Tim Paduan Suara Indonesia Raih Juara Umum di Spanyol
Kelompok paduan suara Batavia Modrigal Singers (BMS) mengharumkan nama Indonesia di Spanyol. Grup pimpinan konduktor Avip Priatna itu menyabet gelar juara umum di kompetisi paduan suara internasional Tolosa Choral Contest ke-48 di Tolosa, Spanyol.
BMS juga meraih Juara Pertama kategori Polyphony serta Juara Pertama kategori Basque Songs & Popular Music/Folklore. Tapi tentu saja, buah manis yang dipetik itu tidak tanpa jerih payah. Kelompok yang kini dadanya dipenuhi rasa bangga itu, menempuh perjuangan panjang.
Monika Ade Ayu, salah satu anggota, misalnya. Selain anggota BMS, wanita yang akrab disapa Monik itu juga pekerja di perusahaan teknologi. Ia harus pintar-pintar mengatur waktu di tengah kedisiplinan latihan rutin yang jadwalnya ketat, dan waktunya untuk bekerja.
"Persiapan kami 10 bulan dengan sejumlah rangkaian acara konser sampai ke kompetisi di Tolosa. Latihan keras efektif lima hari, itu tidak hanya akhir pekan. Kami latihan dari pukul 19.30 WIB dan berlangsung tiga sampai empat jam," Monik menceritakan pengalamannya.
Ia menambahkan, Bayangkan kami bangun, pergi ngantor, pulang kerja harus latihan sampai jam 11 [malam]. Sampai rumah jam 12 [tengah malam] dan besok harus kerja lagi.
Tapi Monik memahami, ia memang butuh latihan ketat dan panjang. Itu konsekuensi sebagai penyanyi yang bukan dari kalangan profesional. Butuh jam kerja tinggi untuk menggembleng diri sehingga terbiasa manggung. Untuk menyeimbangkan, tinggal butuh manajemen waktu.
"Selain waktu juga berkorban banyak, kayak acara keluarga," ujar pemilik suara sopran itu.
Perjuangan BMS tak berhenti hanya sampai latihan saja.
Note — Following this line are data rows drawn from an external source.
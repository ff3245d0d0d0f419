//! Naming
//!
//! Renders property names into JSON path segments:
//! - camelCase via `uncapitalize` (declared names are already PascalCase)
//! - collection names via `pluralize`, with configurable irregular plurals
//! - `Reference` / `Descriptor` / `TypeReference` suffixes per property kind
//! - role name prefixes from inline commons and choices, collapsed when redundant
//! - owner-prefix stripping for collections (`AssessmentIdentificationCode` on
//!   `Assessment` renders as `identificationCodes`)

use crate::config::NamingConfig;
use crate::graph::{EntityGraph, Property, PropertyKind};

/// Lower-case the first character
pub fn uncapitalize(name: &str) -> String {
    let mut chars = name.chars();
    match chars.next() {
        Some(first) => first.to_lowercase().chain(chars).collect(),
        None => String::new(),
    }
}

/// Prepend `prefix` unless `name` already starts with it
pub fn prefix_with_collapse(name: &str, prefix: &str) -> String {
    if prefix.is_empty() || name.starts_with(prefix) {
        name.to_string()
    } else {
        format!("{}{}", prefix, name)
    }
}

/// Naming collaborator shared by every path-producing pass
#[derive(Debug, Clone, Default)]
pub struct Naming {
    config: NamingConfig,
}

impl Naming {
    pub fn new(config: NamingConfig) -> Self {
        Self { config }
    }

    pub fn config(&self) -> &NamingConfig {
        &self.config
    }

    /// English plural of a PascalCase name
    pub fn pluralize(&self, name: &str) -> String {
        for (singular, plural) in &self.config.irregular_plurals {
            if let Some(stem) = name.strip_suffix(singular.as_str()) {
                // Only whole trailing words: "StaffPerson" yes, "Salesperson" no
                let at_word_boundary = stem.is_empty()
                    || singular.chars().next().map(char::is_uppercase).unwrap_or(false);
                if at_word_boundary {
                    return format!("{}{}", stem, plural);
                }
            }
        }

        let lower = name.to_lowercase();
        if let Some(stem) = name.strip_suffix('y') {
            let before = stem.chars().last().map(|c| c.to_ascii_lowercase());
            if !matches!(before, Some('a' | 'e' | 'i' | 'o' | 'u') | None) {
                return format!("{}ies", stem);
            }
        }
        if ["s", "x", "z", "ch", "sh"].iter().any(|suffix| lower.ends_with(suffix)) {
            return format!("{}es", name);
        }
        format!("{}s", name)
    }

    /// The name a property renders under, before kind suffixes.
    ///
    /// `parent_prefix` carries role names of enclosing inline commons and choices.
    pub fn display_name(&self, graph: &EntityGraph, property: &Property, parent_prefix: &str) -> String {
        let name = prefix_with_collapse(&property.full_name(), parent_prefix);
        if property.is_collection && self.config.strip_owner_prefix {
            return self.strip_owner_prefix(graph, property, name);
        }
        name
    }

    fn strip_owner_prefix(&self, graph: &EntityGraph, property: &Property, name: String) -> String {
        let mut owner = Some(property.owner);
        while let Some(id) = owner {
            let entity = graph.entity(id);
            if let Some(rest) = name.strip_prefix(entity.name.as_str()) {
                if rest.chars().next().map(char::is_uppercase).unwrap_or(false) {
                    return rest.to_string();
                }
            }
            owner = entity.superclass;
        }
        name
    }

    /// `addresses` for `Address`
    pub fn collection_segment(&self, name: &str) -> String {
        uncapitalize(&self.pluralize(name))
    }

    /// Segment of a single (non-collection or array element) value
    pub fn element_segment(kind: &PropertyKind, name: &str) -> String {
        match kind {
            PropertyKind::Reference(_) => format!("{}Reference", uncapitalize(name)),
            PropertyKind::Descriptor(_) => format!("{}Descriptor", uncapitalize(name)),
            PropertyKind::SchoolYearEnumeration => format!("{}TypeReference", uncapitalize(name)),
            _ => uncapitalize(name),
        }
    }

    /// Segment of an identity leaf inside a reference object
    pub fn leaf_segment(kind: &PropertyKind, name: &str) -> String {
        match kind {
            PropertyKind::Descriptor(_) => format!("{}Descriptor", uncapitalize(name)),
            _ => uncapitalize(name),
        }
    }

    /// First document segment a property occupies on its owner
    pub fn top_level_segment(&self, graph: &EntityGraph, property: &Property) -> String {
        let name = self.display_name(graph, property, "");
        if property.is_collection {
            self.collection_segment(&name)
        } else {
            Self::element_segment(&property.kind, &name)
        }
    }

    /// `_ext.<namespace>` segments for extension properties
    pub fn extension_segments(&self, namespace: &str) -> [String; 2] {
        [self.config.extension_prefix.clone(), namespace.to_lowercase()]
    }
}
Mereka juga harus mengatur waktu saat kompetisi tiba. Sebab di Spanyol, kelompok semi profesional yang anggotanya berasal dari berbagai latar belakang itu bukan sekadar berkompetisi. Selama pekan itu, mereka juga mengamen di beberapa kota di sekitarnya seperti Beasain, San Sebastian dan Pamplona.
"Kami bertanding hanya satu hari, sisanya konser. Seharusnya enam kali, tapi karena menggantikan Filipina di satu kota jadi tujuh. Lokasinya jauh dari tengah kota, butuh dua jam tanpa macet untuk sampai, jadi bangun, makan, latihan, tampil," ujar Rainier Ravireno.
Namun anggota BMS yang akrab disapa Pepi itu menambahkan, kondisi itu ada positifnya. Karena sering tampil, BMS jadi lebih siap untuk pentas, dalam kondisi apa pun.
Dan saat konser, lagu-lagu kompetisi juga yang dibawakan. Jadi waktu bertemu langsung dengan warga sana, mereka sangat mengapresiasi," katanya melanjutkan. Bukan hanya menerima standing ovation, warga juga ikut berdiri saat BMS menyanyikan lagu dengan bahasa mereka.
Memilih lagu memang menjadi salah satu pertimbangan penting Avip dan BMS. Bagi Avip, itu termasuk strategi. Mereka harus pintar-pintar memilih lagu di luar lagu wajib, yang cukup memukau juri saat kompetisi tetapi juga tidak terlalu sulit serta membuat peserta stres.